Requirement: Among the records, how many lines contain "Clone"? Only the number is needed.

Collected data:

--------

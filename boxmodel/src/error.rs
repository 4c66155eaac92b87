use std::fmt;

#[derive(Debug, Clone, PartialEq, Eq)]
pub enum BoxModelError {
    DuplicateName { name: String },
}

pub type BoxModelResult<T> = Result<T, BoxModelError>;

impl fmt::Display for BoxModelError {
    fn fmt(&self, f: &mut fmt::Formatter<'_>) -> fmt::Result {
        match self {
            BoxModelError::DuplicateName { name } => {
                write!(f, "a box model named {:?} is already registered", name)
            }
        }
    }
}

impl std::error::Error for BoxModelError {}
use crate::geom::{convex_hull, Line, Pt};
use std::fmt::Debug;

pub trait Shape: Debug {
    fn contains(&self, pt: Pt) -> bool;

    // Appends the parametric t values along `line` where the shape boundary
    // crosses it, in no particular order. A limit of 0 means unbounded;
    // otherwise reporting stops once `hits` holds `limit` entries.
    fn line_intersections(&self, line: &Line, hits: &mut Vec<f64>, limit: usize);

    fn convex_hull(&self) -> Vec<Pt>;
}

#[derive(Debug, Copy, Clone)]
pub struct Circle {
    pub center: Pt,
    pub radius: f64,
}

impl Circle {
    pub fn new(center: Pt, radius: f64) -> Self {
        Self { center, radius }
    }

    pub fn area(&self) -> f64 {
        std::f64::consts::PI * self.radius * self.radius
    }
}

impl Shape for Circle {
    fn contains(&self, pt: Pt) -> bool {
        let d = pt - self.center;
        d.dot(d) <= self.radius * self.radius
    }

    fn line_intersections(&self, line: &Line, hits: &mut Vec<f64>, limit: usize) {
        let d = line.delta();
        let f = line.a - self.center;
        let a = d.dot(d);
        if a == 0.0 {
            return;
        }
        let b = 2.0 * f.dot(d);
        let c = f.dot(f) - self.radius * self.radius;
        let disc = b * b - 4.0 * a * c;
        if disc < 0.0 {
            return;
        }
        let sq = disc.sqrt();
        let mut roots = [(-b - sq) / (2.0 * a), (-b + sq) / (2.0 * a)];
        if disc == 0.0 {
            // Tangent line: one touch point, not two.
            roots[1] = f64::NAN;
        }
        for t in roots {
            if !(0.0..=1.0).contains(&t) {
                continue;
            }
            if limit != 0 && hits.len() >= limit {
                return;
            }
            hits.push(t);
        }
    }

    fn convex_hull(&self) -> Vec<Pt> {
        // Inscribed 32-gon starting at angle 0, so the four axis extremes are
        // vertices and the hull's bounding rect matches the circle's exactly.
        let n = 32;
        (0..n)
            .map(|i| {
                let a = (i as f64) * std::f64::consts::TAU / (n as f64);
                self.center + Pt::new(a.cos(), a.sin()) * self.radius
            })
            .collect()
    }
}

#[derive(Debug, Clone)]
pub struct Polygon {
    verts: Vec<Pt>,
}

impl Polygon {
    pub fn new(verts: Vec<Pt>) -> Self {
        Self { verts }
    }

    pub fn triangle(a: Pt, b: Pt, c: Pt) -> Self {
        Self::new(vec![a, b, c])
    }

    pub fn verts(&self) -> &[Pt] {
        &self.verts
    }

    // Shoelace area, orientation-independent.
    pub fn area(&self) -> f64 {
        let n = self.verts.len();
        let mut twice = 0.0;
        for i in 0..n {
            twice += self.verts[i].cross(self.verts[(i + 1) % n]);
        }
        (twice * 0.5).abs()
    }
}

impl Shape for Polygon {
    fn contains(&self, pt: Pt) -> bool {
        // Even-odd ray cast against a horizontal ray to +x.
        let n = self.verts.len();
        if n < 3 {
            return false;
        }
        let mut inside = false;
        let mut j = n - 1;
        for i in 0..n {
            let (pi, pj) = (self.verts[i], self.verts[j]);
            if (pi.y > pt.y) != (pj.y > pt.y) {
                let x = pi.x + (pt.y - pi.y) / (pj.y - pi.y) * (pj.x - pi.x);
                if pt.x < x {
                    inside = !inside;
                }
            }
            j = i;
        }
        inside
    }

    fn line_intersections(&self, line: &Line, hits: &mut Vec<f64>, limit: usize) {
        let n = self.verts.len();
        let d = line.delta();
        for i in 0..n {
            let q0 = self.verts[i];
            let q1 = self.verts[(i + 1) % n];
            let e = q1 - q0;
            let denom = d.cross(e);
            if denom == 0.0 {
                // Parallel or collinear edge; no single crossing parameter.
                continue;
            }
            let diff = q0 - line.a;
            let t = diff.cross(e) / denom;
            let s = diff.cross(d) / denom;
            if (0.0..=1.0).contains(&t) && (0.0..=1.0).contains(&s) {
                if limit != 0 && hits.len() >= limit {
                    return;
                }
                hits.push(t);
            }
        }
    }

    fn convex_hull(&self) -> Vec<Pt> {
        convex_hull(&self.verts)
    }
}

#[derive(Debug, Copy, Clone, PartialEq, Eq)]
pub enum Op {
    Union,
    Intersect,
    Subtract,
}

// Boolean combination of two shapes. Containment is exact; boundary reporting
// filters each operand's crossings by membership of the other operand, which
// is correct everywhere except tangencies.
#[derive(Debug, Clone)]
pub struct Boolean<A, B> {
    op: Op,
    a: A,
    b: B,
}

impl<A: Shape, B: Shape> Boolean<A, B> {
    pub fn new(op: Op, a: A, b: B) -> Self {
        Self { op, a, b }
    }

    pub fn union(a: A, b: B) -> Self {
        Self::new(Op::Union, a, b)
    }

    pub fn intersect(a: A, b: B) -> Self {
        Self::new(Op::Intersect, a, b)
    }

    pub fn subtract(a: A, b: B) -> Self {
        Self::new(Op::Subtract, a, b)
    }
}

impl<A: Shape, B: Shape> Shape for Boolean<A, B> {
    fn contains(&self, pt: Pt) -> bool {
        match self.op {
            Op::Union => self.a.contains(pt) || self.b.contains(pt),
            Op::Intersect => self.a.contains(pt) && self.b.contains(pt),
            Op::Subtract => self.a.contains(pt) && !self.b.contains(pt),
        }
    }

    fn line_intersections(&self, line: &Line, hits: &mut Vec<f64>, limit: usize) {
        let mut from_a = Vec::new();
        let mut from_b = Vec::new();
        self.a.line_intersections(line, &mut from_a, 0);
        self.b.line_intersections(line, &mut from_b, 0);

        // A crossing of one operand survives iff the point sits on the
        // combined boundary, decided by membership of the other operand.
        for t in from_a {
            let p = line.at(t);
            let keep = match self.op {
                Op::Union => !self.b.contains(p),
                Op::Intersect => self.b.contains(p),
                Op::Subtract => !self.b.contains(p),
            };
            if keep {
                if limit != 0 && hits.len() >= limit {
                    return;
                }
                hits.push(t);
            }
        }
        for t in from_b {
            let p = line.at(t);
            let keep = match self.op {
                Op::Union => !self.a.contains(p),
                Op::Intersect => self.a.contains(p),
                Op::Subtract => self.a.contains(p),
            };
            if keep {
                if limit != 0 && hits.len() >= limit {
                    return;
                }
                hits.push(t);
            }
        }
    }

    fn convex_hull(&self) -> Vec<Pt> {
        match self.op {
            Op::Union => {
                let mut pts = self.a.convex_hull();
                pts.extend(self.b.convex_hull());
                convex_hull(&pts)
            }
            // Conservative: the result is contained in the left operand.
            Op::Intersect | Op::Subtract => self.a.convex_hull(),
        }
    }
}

--------

Task response: 5